───── Material for the task ─────

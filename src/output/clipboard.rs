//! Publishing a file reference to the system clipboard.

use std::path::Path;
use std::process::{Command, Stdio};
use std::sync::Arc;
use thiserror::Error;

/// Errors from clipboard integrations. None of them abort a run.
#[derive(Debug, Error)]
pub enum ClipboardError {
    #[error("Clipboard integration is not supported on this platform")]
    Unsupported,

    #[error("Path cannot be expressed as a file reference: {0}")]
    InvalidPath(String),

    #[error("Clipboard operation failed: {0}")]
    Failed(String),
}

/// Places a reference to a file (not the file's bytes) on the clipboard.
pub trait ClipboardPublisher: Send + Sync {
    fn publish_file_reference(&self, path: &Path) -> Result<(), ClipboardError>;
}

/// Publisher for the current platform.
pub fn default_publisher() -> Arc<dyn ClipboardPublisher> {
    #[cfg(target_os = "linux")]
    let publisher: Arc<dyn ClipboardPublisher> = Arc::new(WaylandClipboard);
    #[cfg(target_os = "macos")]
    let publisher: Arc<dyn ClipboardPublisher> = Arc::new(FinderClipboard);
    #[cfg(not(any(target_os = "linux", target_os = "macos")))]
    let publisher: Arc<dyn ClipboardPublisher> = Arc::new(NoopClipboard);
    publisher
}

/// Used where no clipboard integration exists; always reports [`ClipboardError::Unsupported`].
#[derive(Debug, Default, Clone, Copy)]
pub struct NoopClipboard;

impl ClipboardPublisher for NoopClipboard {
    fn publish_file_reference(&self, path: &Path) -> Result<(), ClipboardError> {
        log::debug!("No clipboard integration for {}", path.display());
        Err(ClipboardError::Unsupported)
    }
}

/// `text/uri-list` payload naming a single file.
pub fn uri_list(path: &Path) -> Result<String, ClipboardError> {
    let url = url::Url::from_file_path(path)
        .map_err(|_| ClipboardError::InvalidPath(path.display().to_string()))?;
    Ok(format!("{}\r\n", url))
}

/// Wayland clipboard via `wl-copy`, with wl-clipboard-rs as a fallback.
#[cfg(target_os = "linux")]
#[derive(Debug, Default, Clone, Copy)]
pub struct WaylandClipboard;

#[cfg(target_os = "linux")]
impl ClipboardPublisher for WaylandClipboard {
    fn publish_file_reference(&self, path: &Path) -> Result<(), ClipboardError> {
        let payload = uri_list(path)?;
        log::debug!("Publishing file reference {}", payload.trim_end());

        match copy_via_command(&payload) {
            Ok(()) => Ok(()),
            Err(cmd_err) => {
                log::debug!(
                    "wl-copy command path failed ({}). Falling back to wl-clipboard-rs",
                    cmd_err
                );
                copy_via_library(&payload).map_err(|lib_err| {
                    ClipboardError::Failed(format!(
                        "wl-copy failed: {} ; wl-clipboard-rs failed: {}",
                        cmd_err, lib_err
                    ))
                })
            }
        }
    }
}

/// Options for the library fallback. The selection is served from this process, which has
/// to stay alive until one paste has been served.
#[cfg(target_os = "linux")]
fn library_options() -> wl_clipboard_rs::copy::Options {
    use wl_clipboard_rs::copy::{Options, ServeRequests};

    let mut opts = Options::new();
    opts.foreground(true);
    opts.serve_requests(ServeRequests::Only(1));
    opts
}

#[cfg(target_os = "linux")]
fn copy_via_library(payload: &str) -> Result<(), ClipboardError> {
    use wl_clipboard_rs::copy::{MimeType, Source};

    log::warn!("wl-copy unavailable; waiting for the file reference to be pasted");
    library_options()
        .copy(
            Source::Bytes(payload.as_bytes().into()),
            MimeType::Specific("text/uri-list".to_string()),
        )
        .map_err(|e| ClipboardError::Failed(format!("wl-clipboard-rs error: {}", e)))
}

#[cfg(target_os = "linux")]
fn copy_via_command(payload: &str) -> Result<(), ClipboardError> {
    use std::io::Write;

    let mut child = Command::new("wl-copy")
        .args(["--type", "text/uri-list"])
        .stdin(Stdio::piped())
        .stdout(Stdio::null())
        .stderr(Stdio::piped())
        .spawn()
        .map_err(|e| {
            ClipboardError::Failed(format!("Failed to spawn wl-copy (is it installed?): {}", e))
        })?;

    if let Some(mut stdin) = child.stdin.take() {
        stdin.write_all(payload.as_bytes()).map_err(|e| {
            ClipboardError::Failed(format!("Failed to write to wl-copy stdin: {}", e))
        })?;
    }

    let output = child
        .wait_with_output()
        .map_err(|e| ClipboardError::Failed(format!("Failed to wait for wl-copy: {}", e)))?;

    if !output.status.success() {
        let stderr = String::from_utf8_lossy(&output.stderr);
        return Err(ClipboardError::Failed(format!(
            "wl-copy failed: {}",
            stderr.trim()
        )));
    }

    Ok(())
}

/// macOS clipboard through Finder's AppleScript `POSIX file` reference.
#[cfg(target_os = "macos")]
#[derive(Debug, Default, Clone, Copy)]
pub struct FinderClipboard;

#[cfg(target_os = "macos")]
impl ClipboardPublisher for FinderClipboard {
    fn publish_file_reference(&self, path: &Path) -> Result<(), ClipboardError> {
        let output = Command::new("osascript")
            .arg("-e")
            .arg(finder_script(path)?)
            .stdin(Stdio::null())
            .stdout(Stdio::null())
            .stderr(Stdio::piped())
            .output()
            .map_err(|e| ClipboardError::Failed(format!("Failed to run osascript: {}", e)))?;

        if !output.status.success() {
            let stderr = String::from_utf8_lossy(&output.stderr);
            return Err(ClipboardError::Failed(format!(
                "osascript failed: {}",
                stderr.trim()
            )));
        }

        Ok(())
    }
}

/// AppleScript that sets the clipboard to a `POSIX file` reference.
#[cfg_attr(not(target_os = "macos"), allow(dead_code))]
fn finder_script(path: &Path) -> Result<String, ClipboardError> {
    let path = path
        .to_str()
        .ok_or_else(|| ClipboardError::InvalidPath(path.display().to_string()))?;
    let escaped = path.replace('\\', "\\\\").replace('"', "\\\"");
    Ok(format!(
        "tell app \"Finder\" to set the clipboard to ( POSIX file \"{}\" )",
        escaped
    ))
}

─────
───── Material for the task ─────

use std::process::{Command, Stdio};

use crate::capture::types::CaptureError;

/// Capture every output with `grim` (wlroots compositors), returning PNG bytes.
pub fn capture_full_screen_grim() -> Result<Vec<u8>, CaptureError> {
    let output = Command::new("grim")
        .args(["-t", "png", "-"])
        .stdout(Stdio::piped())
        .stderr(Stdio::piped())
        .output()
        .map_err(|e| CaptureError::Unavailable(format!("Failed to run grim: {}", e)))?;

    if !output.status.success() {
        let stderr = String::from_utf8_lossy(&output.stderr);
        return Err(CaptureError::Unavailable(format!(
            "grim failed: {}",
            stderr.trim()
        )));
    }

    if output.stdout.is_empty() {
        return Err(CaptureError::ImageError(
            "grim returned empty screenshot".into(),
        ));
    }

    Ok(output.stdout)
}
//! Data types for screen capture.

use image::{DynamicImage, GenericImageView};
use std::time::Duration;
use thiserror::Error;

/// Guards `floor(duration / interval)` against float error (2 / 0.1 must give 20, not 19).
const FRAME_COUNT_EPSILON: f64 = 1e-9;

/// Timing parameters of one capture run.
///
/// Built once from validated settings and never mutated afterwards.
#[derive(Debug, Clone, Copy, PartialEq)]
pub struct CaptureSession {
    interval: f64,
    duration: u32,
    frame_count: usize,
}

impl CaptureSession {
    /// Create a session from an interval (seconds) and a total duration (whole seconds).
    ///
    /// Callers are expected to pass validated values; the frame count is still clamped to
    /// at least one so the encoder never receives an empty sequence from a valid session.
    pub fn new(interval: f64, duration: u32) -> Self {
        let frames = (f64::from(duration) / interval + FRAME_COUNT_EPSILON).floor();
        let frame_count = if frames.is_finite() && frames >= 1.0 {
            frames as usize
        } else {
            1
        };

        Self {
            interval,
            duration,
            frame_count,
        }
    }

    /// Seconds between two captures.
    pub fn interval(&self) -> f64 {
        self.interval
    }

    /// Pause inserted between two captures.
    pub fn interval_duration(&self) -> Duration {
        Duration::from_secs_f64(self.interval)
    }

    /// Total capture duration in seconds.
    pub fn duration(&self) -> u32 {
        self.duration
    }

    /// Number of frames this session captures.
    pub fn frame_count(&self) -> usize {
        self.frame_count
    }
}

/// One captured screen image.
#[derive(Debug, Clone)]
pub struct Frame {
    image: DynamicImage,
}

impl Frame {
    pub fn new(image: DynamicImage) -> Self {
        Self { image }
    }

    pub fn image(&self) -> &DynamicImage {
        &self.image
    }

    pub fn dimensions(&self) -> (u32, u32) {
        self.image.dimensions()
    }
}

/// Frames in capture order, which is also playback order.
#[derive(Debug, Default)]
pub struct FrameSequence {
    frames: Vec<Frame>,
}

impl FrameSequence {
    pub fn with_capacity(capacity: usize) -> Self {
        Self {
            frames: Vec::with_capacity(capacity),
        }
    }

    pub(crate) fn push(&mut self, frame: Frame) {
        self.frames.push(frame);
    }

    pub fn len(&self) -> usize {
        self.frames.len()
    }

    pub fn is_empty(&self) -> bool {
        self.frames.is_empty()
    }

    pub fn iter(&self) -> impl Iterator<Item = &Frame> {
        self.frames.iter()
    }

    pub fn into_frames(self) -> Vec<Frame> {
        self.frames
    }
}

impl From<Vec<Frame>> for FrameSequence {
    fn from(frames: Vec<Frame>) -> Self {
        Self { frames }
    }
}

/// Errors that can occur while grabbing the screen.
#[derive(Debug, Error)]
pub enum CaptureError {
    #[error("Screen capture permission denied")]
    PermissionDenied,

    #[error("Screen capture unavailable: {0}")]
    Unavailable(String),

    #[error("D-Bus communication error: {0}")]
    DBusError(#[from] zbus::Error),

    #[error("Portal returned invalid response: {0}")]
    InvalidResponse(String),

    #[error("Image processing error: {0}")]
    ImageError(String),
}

─────
───── Material for the task ─────

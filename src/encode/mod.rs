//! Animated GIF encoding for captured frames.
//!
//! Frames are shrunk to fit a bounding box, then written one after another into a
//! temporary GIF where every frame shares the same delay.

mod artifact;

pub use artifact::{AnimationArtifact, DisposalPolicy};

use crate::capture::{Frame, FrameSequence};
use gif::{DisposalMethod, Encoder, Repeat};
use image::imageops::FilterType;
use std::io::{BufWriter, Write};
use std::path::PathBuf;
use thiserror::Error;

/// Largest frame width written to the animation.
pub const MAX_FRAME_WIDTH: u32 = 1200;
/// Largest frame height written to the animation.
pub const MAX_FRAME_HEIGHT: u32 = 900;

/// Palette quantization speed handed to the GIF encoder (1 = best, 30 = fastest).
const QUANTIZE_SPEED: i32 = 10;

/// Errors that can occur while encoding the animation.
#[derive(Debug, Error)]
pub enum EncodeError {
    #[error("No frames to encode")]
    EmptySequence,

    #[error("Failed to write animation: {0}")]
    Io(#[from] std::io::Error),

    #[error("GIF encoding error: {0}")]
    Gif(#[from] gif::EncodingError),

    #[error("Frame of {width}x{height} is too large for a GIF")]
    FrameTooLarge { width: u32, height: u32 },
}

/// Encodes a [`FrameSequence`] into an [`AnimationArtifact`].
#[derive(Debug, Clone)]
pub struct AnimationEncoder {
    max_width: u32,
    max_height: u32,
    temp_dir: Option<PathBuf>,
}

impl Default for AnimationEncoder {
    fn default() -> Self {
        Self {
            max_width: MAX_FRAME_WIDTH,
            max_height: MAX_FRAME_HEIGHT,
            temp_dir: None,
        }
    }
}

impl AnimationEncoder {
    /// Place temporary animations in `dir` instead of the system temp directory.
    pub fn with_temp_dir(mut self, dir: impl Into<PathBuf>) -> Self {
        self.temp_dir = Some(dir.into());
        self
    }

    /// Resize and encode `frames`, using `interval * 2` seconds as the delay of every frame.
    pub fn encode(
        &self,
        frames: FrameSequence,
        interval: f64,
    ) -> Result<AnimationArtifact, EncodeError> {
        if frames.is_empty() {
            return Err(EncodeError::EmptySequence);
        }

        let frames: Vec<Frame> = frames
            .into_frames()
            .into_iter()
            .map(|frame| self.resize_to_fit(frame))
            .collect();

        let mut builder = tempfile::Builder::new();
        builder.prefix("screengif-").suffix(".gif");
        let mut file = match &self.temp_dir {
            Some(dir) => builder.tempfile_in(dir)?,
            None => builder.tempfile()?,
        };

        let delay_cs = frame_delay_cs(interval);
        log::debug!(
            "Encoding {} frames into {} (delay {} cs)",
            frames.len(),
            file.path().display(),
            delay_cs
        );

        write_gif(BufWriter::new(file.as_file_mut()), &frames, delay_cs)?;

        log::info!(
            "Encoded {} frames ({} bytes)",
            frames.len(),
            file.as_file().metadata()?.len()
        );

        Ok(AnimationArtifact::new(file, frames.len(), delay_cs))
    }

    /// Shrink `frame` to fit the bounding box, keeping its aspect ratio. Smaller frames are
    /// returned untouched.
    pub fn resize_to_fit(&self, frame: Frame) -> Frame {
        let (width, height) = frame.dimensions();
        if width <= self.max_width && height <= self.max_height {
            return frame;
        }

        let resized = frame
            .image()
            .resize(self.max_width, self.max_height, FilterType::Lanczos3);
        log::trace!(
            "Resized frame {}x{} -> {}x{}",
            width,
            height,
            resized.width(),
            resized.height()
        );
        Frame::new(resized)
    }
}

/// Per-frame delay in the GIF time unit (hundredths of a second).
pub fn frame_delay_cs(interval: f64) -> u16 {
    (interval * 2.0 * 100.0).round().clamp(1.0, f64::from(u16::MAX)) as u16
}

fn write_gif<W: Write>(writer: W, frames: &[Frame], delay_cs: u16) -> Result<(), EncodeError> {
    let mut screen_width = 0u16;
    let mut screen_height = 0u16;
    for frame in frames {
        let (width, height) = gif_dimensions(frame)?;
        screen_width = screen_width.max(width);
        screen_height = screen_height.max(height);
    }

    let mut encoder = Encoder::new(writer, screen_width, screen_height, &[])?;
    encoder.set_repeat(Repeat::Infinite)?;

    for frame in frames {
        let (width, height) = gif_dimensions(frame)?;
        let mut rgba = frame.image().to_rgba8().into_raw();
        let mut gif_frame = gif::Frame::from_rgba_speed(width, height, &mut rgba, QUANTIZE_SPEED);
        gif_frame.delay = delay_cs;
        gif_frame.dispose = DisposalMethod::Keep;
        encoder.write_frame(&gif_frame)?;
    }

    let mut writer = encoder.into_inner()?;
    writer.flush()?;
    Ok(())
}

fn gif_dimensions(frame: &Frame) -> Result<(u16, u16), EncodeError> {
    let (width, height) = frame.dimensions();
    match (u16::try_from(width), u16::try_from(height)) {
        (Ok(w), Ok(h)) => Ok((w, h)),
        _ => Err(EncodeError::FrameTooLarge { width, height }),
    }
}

─────

# What is required:
Within the lines above, find those holding the word "WaylandClipboard" and copy them.

# Answer area:
    let publisher: Arc<dyn ClipboardPublisher> = Arc::new(WaylandClipboard);
pub struct WaylandClipboard;
impl ClipboardPublisher for WaylandClipboard {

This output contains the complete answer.